I call it the church hustle.

It’s what happens when discipleship becomes a to-do list. When spiritual growth gets measured by the offering plate, perfect attendance, your service record, or how many books you’ve read or podcasts you have listened to and reported back to your pastor this year. Barna says this is the number one reason people don’t trust churches.1

It’s the creeping pressure that says: If I just try harder, God will finally be pleased with me.

have you experienced this feeling? A subtle uncertainty that your church wants more of your assets when you are just hoping to be shepherded? We rarely say it that plainly. But we’ve felt it.
The unspoken message: You’re not quite there yet… but maybe if you pray more, serve more, repent better, or climb the next ladder, you’ll get there. Is that the message the church is sending?
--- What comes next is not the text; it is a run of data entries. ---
use alloc::boxed::Box;
use alloc::vec;
use alloc::vec::Vec;
use core::fmt;
use core::mem;
use rand::SeedableRng;
use rand::rngs::{SmallRng, ThreadRng};
use serde::{Deserialize, Serialize};

use crate::*;

/// Valid transitions:
/// - New -> InProgress
/// - InProgress -> Defeat
/// - InProgress -> Victory
#[derive(Copy, Clone, Debug, Default, PartialEq, Eq, Serialize, Deserialize)]
pub enum GameState {
    /// No move made yet, traps not placed
    #[default]
    New,
    InProgress,
    /// A trap was revealed
    Defeat,
    /// Every safe cell was revealed
    Victory,
}

impl GameState {
    pub const fn is_new(self) -> bool {
        matches!(self, Self::New)
    }

    pub const fn is_finished(self) -> bool {
        matches!(self, Self::Defeat | Self::Victory)
    }
}

/// Change notification delivered to subscribers.
#[derive(Copy, Clone, Debug, PartialEq, Eq)]
pub enum GameEvent {
    GridChanged,
    StateChanged {
        previous: GameState,
        current: GameState,
    },
}

#[derive(Copy, Clone, Debug, PartialEq, Eq)]
pub enum RevealOutcome {
    OutOfBounds,
    NoChange,
    Revealed,
    Defeat,
    Victory,
}

impl RevealOutcome {
    /// Whether this outcome came with a grid notification
    pub const fn has_update(self) -> bool {
        use RevealOutcome::*;
        match self {
            OutOfBounds | NoChange => false,
            Revealed | Defeat | Victory => true,
        }
    }
}

#[derive(Copy, Clone, Debug, PartialEq, Eq)]
pub enum MarkOutcome {
    OutOfBounds,
    NotStarted,
    NoChange,
    Marked,
    Unmarked,
}

impl MarkOutcome {
    /// Whether the status of a cell changed
    pub const fn has_update(self) -> bool {
        matches!(self, Self::Marked | Self::Unmarked)
    }
}

pub type Listener<S> = Box<dyn FnMut(&GameEvent, &Game<S>)>;

/// Represents a game from first move to finish.
///
/// Traps are laid on the first reveal and every other cell is generated the first time it is touched, so the grid
/// only becomes fully populated once the game ends.
pub struct Game<S = ThreadRng> {
    config: GameConfig,
    grid: Grid<Cell>,
    revealed_safe_count: usize,
    marked_count: usize,
    state: GameState,
    source: S,
    listeners: Vec<Listener<S>>,
}

impl Game<ThreadRng> {
    /// New game with traps drawn from the thread-local generator.
    pub fn new(rows: usize, columns: usize, total_traps: usize) -> Result<Self> {
        Self::with_source(GameConfig::new(rows, columns, total_traps)?, rand::rng())
    }
}

impl Game<SmallRng> {
    /// Reproducible game, the same seed always yields the same trap layout for the same first move.
    pub fn seeded(config: GameConfig, seed: u64) -> Result<Self> {
        Self::with_source(config, SmallRng::seed_from_u64(seed))
    }
}

impl<S> Game<S> {
    pub fn config(&self) -> GameConfig {
        self.config
    }

    pub fn rows(&self) -> usize {
        self.config.rows
    }

    pub fn columns(&self) -> usize {
        self.config.columns
    }

    pub fn total_traps(&self) -> usize {
        self.config.traps
    }

    pub fn state(&self) -> GameState {
        self.state
    }

    pub fn is_finished(&self) -> bool {
        self.state.is_finished()
    }

    pub fn revealed_safe_count(&self) -> usize {
        self.revealed_safe_count
    }

    /// Traps not accounted for by a mark, negative when more cells are marked than there are traps
    pub fn remaining_traps(&self) -> isize {
        self.config.traps as isize - self.marked_count as isize
    }

    /// Slot content, `None` when `point` is outside the grid.
    pub fn cell_at(&self, point: Point) -> Option<Cell> {
        self.grid.get(point).ok().copied()
    }

    pub fn grid(&self) -> &Grid<Cell> {
        &self.grid
    }

    /// Registers a listener, called synchronously for every event in registration order.
    pub fn subscribe<F>(&mut self, listener: F)
    where
        F: FnMut(&GameEvent, &Game<S>) + 'static,
    {
        self.listeners.push(Box::new(listener));
    }

    fn emit(&mut self, event: GameEvent) {
        log::trace!("Emitting {event:?}");
        // listeners only get a shared view, so none can subscribe mid-dispatch
        let mut listeners = mem::take(&mut self.listeners);
        for listener in &mut listeners {
            listener(&event, self);
        }
        self.listeners = listeners;
    }

    fn all_safe_revealed(&self) -> bool {
        self.revealed_safe_count == self.config.safe_cells()
    }

    /// Turns an unpopulated slot into a hidden safe cell counting the traps around it.
    fn materialize_safe(&mut self, point: Point) -> u8 {
        let adjacent_traps = self
            .grid
            .neighbors(point)
            .filter(|&neighbor| self.grid[neighbor].is_trapped())
            .count()
            .try_into()
            .unwrap_or(u8::MAX);
        self.grid[point] = Cell::safe(adjacent_traps);
        adjacent_traps
    }

    /// Toggles Hidden and Marked, revealed cells are left alone.
    ///
    /// Emits a grid notification for every in-bounds mark on a started game, even when nothing changed.
    pub fn mark(&mut self, point: Point) -> MarkOutcome {
        if !self.grid.in_bounds(point) {
            return MarkOutcome::OutOfBounds;
        }
        if self.state.is_new() {
            return MarkOutcome::NotStarted;
        }

        if !self.grid[point].is_populated() {
            self.materialize_safe(point);
        }

        let cell = &mut self.grid[point];
        let outcome = match cell.status() {
            Some(CellStatus::Hidden) => {
                cell.set_status(CellStatus::Marked);
                self.marked_count += 1;
                MarkOutcome::Marked
            }
            Some(CellStatus::Marked) => {
                cell.set_status(CellStatus::Hidden);
                self.marked_count -= 1;
                MarkOutcome::Unmarked
            }
            Some(CellStatus::Revealed) | None => MarkOutcome::NoChange,
        };
        log::debug!("Mark at {point}: {outcome:?}");

        self.emit(GameEvent::GridChanged);
        outcome
    }

    /// Reveals every in-bounds cell, generating unpopulated slots as safe ones.
    fn reveal_all(&mut self) {
        for point in self.grid.points() {
            if !self.grid[point].is_populated() {
                self.materialize_safe(point);
            }
            self.grid[point].set_status(CellStatus::Revealed);
        }
        self.marked_count = 0;
    }

    fn transition(&mut self, target: GameState) {
        if self.state == target || self.state.is_finished() {
            return;
        }

        if target.is_finished() {
            self.reveal_all();
            self.emit(GameEvent::GridChanged);
        }

        let previous = mem::replace(&mut self.state, target);
        log::debug!("Game state {previous:?} -> {target:?}");
        self.emit(GameEvent::StateChanged {
            previous,
            current: target,
        });
    }

    /// Reveals `start` and floods through zero-count cells, without notifying.
    ///
    /// Neighbors are visited depth-first in enumeration order. Returns whether any cell changed.
    fn reveal_cascade(&mut self, start: Point) -> bool {
        let mut pending = vec![start];
        let mut changed = false;

        while let Some(point) = pending.pop() {
            if self.state.is_finished() {
                break;
            }

            let cell = self.grid[point];
            let adjacent_traps = match cell {
                Cell::Unpopulated => self.materialize_safe(point),
                Cell::Safe {
                    status: CellStatus::Hidden,
                    adjacent_traps,
                } => adjacent_traps,
                Cell::Trapped {
                    status: CellStatus::Hidden,
                } => {
                    log::debug!("Trap revealed at {point}");
                    self.grid[point].set_status(CellStatus::Revealed);
                    self.transition(GameState::Defeat);
                    changed = true;
                    continue;
                }
                Cell::Safe { .. } | Cell::Trapped { .. } => continue,
            };

            self.grid[point].set_status(CellStatus::Revealed);
            self.revealed_safe_count += 1;
            changed = true;

            if adjacent_traps == 0 {
                log::trace!("Cascading from {point}");
                let first = pending.len();
                pending.extend(self.grid.neighbors(point));
                // stack pops from the back, keep enumeration order
                pending[first..].reverse();
            }
        }

        changed
    }
}

impl<S: TrapSource> Game<S> {
    pub fn with_source(config: GameConfig, source: S) -> Result<Self> {
        config.validate()?;
        Ok(Self {
            config,
            grid: Grid::new(config.rows, config.columns)?,
            revealed_safe_count: 0,
            marked_count: 0,
            state: GameState::New,
            source,
            listeners: Vec::new(),
        })
    }

    /// Reveals a cell, the first reveal of a game also lays the traps away from it.
    ///
    /// One grid notification is emitted per call however far the reveal cascades. Out-of-bounds points, finished
    /// games and cells already revealed or marked are left untouched without notification.
    pub fn reveal(&mut self, point: Point) -> RevealOutcome {
        if !self.grid.in_bounds(point) {
            return RevealOutcome::OutOfBounds;
        }

        if self.state.is_new() {
            crate::placement::place_traps(&mut self.grid, self.config.traps, point, &mut self.source);
            self.transition(GameState::InProgress);
        }
        if self.state != GameState::InProgress {
            return RevealOutcome::NoChange;
        }

        if !self.reveal_cascade(point) {
            return RevealOutcome::NoChange;
        }
        self.emit(GameEvent::GridChanged);

        if self.state == GameState::InProgress && self.all_safe_revealed() {
            self.transition(GameState::Victory);
        }

        match self.state {
            GameState::Defeat => RevealOutcome::Defeat,
            GameState::Victory => RevealOutcome::Victory,
            GameState::New | GameState::InProgress => RevealOutcome::Revealed,
        }
    }
}

impl<S> fmt::Debug for Game<S> {
    fn fmt(&self, f: &mut fmt::Formatter<'_>) -> fmt::Result {
        f.debug_struct("Game")
            .field("config", &self.config)
            .field("grid", &self.grid)
            .field("revealed_safe_count", &self.revealed_safe_count)
            .field("marked_count", &self.marked_count)
            .field("state", &self.state)
            .field("listeners", &self.listeners.len())
            .finish_non_exhaustive()
    }
}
Richard Rohr (you might remember him from our liminal spaces post) recently named this dynamic with piercing clarity. He calls it “spiritual capitalism”, the belief that we can somehow earn our way to spiritual success.2 Spiritual Capitalism has shaped American churches, political movements, and personal financial strategies. It views free-market capitalism as divinely sanctioned and tells people that if they work hard, give enough, and believe enough, wealth and deeper spiritual alignment will follow.3

This kind of thinking is far from the texture of shepherding in the Bible. It creates a theology of pressure. A treadmill masked as discipleship and will burn out our body dynamics with things that have very little kingdom methodology.


We’ve spiritualized the very mindset Jesus came to free us from.4 We say we believe in grace, but we measure ourselves by performance. We don’t view grace as a reciprocal unending gift to be accepted and returned in the way we live out the love of Jesus. We talk about love, but we form people through fear.
We preach mercy, but we disciple for control.

Have you experienced this, pressure confused with passion, and metrics confused with maturity. I’ve seen people carry deep shame for not living up to standards God never asked them to meet and it is devastating to people’s spiritual identity and the mission of the church.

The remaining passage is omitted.